I saw the original Star Wars on opening night. I’ve written a few times before of being a 16-year-old geeky/nerd and my slightly older geek/nerd friends who always heard about every obscure genre movie before anyone else did who drove me down to a big theatre in a suburb of Portland, Oregon to see this thing… and it was awesome. The very next day we gathered up a bunch of our nerdy friends and made another trip to go see it. I immediately became one of the world’s biggest Star Wars fans. That summer, the soundtrack came out of vinyl, so I had to buy the album. The show was such an incredible surprise blockbuster, that someone made a disco single versions of the theme that became a number one hit. A bunch of my nerdy friends spent the summer touring with the evangelical teen choir of which I was technically a member (but was not deemed worthy to go—the ins and outs of that and how it was influenced by people’s suspicions I was queer is worthy of some separate posts, but not today). And I had a very hard time getting a couple of them to listen to the album when they got back, because they’d all heard the awful disco song on the radio.

But once I got them to listen, they all loved it, too.

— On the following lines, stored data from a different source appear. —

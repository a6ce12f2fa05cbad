//! The `FarmStore` and `Provisioner` traits and supporting types.
//!
//! `FarmStore` is implemented by storage backends (e.g. `acre-store-sqlite`).
//! Higher layers (`acre-workflow`, `acre-api`) depend on these abstractions,
//! not on any concrete backend.

use std::future::Future;

use chrono::{DateTime, Utc};
use serde::{Deserialize, Serialize};
use uuid::Uuid;

use crate::{
  request::{
    HistoryAction, HistoryEntry, NewRequest, RequestComment, Visibility,
    WikiRequestRecord,
  },
  wiki::{NewWiki, WikiRecord},
};

// ─── Job outbox ──────────────────────────────────────────────────────────────

/// Work handed to the background runner. Payloads are written to the store in
/// the same transaction as the change that requires them, so a crash cannot
/// leave a committed change without its job (or vice versa).
#[derive(Debug, Clone, PartialEq, Eq, Serialize, Deserialize)]
#[serde(tag = "job", rename_all = "snake_case")]
pub enum JobPayload {
  /// Create the wiki a request was approved for. Carries everything needed
  /// to build the record, so the runner never depends on request state that
  /// may have moved on.
  ProvisionWiki {
    request_id: i64,
    dbname:     String,
    sitename:   String,
    language:   String,
    category:   String,
    private:    bool,
    requester:  String,
    approver:   String,
    reason:     String,
  },
  /// Toggle storage-container access after a private/public flip.
  SetContainerAccess { dbname: String, private: bool },
}

/// A claimed outbox row. `attempts` counts deliveries — the queue is
/// at-least-once, so handlers must tolerate replays.
#[derive(Debug, Clone, Serialize, Deserialize)]
pub struct JobRow {
  pub id:          Uuid,
  pub payload:     JobPayload,
  pub enqueued_at: DateTime<Utc>,
  pub attempts:    i64,
}

// ─── Write inputs ────────────────────────────────────────────────────────────

/// Input for appending a comment. The id and timestamp are store-assigned.
#[derive(Debug, Clone)]
pub struct NewComment {
  pub request_id: i64,
  pub author:     String,
  pub body:       String,
  pub visibility: Visibility,
}

/// Input for appending a history entry. The id and timestamp are
/// store-assigned.
#[derive(Debug, Clone)]
pub struct NewHistoryEntry {
  pub request_id: i64,
  pub actor:      String,
  pub action:     HistoryAction,
  pub reason:     Option<String>,
}

// ─── FarmStore ───────────────────────────────────────────────────────────────

/// Abstraction over the farm's central storage domain.
///
/// All methods return `Send` futures so the trait can be used in
/// multi-threaded async runtimes (tokio with `axum`).
pub trait FarmStore: Send + Sync {
  type Error: std::error::Error + Send + Sync + 'static;

  // ── Wikis ─────────────────────────────────────────────────────────────

  /// Persist a new wiki record. Fails if the dbname is already taken.
  /// The creation timestamp and initial `Active` state are store-assigned.
  fn insert_wiki(
    &self,
    input: NewWiki,
  ) -> impl Future<Output = Result<WikiRecord, Self::Error>> + Send + '_;

  /// Retrieve a wiki by dbname. Returns `None` if no row exists.
  fn get_wiki<'a>(
    &'a self,
    dbname: &'a str,
  ) -> impl Future<Output = Result<Option<WikiRecord>, Self::Error>> + Send + 'a;

  /// List every wiki in the farm, deleted ones included.
  fn list_wikis(
    &self,
  ) -> impl Future<Output = Result<Vec<WikiRecord>, Self::Error>> + Send + '_;

  /// Persist the full current state of `record` and write `jobs` to the
  /// outbox, atomically. Rows are updated in place; wikis are never
  /// physically deleted.
  fn update_wiki<'a>(
    &'a self,
    record: &'a WikiRecord,
    jobs: Vec<JobPayload>,
  ) -> impl Future<Output = Result<(), Self::Error>> + Send + 'a;

  // ── Requests ──────────────────────────────────────────────────────────

  /// Persist a new request with pending status, together with its initial
  /// `Submitted` history entry. A concurrent in-flight request for the same
  /// dbname must fail with the backend's duplicate-request error.
  fn insert_request(
    &self,
    input: NewRequest,
  ) -> impl Future<Output = Result<WikiRequestRecord, Self::Error>> + Send + '_;

  /// The open (pending/onhold/moredetails) request for `dbname`, if any.
  /// The partial unique index guarantees there is at most one.
  fn inflight_request<'a>(
    &'a self,
    dbname: &'a str,
  ) -> impl Future<Output = Result<Option<WikiRequestRecord>, Self::Error>> + Send + 'a;

  /// Retrieve a request by id, visibility not yet applied.
  fn get_request(
    &self,
    id: i64,
  ) -> impl Future<Output = Result<Option<WikiRequestRecord>, Self::Error>> + Send + '_;

  /// All requests submitted by `requester`, newest first.
  fn requests_by_requester<'a>(
    &'a self,
    requester: &'a str,
  ) -> impl Future<Output = Result<Vec<WikiRequestRecord>, Self::Error>> + Send + 'a;

  /// Persist the full current state of `record`, append `history` when
  /// given, and write `job` to the outbox when given — all atomically.
  fn update_request<'a>(
    &'a self,
    record: &'a WikiRequestRecord,
    history: Option<NewHistoryEntry>,
    job: Option<JobPayload>,
  ) -> impl Future<Output = Result<(), Self::Error>> + Send + 'a;

  // ── Comments & history ────────────────────────────────────────────────

  fn insert_comment(
    &self,
    input: NewComment,
  ) -> impl Future<Output = Result<RequestComment, Self::Error>> + Send + '_;

  /// Comments on a request, oldest first.
  fn comments(
    &self,
    request_id: i64,
  ) -> impl Future<Output = Result<Vec<RequestComment>, Self::Error>> + Send + '_;

  /// History of a request, oldest first.
  fn history(
    &self,
    request_id: i64,
  ) -> impl Future<Output = Result<Vec<HistoryEntry>, Self::Error>> + Send + '_;

  // ── Job outbox ────────────────────────────────────────────────────────

  /// Claim the oldest runnable job, marking it running and bumping its
  /// attempt count. Jobs stuck in running state past the backend's staleness
  /// window are redelivered.
  fn claim_job(
    &self,
  ) -> impl Future<Output = Result<Option<JobRow>, Self::Error>> + Send + '_;

  /// Mark a claimed job as finished. Terminal regardless of the handler's
  /// outcome — failed provisioning is recorded as workflow state, not by
  /// queue-level retry.
  fn finish_job(
    &self,
    id: Uuid,
  ) -> impl Future<Output = Result<(), Self::Error>> + Send + '_;
}

// ─── Provisioner ─────────────────────────────────────────────────────────────

/// External side effects of bringing a tenant wiki into existence. Each
/// operation may be redelivered by the job queue; treat "already exists" as
/// success.
pub trait Provisioner: Send + Sync {
  type Error: std::error::Error + Send + Sync + 'static;

  /// Create the wiki's isolated storage domain on `cluster`.
  fn create_database<'a>(
    &'a self,
    dbname: &'a str,
    cluster: &'a str,
  ) -> impl Future<Output = Result<(), Self::Error>> + Send + 'a;

  /// Populate the baseline schema inside the new storage domain.
  fn populate_schema<'a>(
    &'a self,
    dbname: &'a str,
  ) -> impl Future<Output = Result<(), Self::Error>> + Send + 'a;

  /// Create the requester's administrative account on the new wiki.
  fn grant_founder<'a>(
    &'a self,
    dbname: &'a str,
    username: &'a str,
  ) -> impl Future<Output = Result<(), Self::Error>> + Send + 'a;

  /// Open or restrict the wiki's storage container.
  fn set_container_access<'a>(
    &'a self,
    dbname: &'a str,
    private: bool,
  ) -> impl Future<Output = Result<(), Self::Error>> + Send + 'a;
}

I played that album a lot. But vinyl records lose fidelity over time because each time you play them the physical needle that has to run through the groove to vibrate because of the shape of the groove and translate those microvibrations into sound also wears the groove smooth, slowing destroying the sound. I played it enough that, a few years later when the second movie came out and I bought the soundtrack album for it, I could hear the difference in some of the repeated themes, and bought myself a fresh copy of the first album, played it once to make a cassette tape, and put it away. I also made a tape of the Empire Strikes Back soundtrack and stopped listening to the vinyl album. I listened to both cassettes often enough that eventually I had to get the albums out again to make fresh tapes.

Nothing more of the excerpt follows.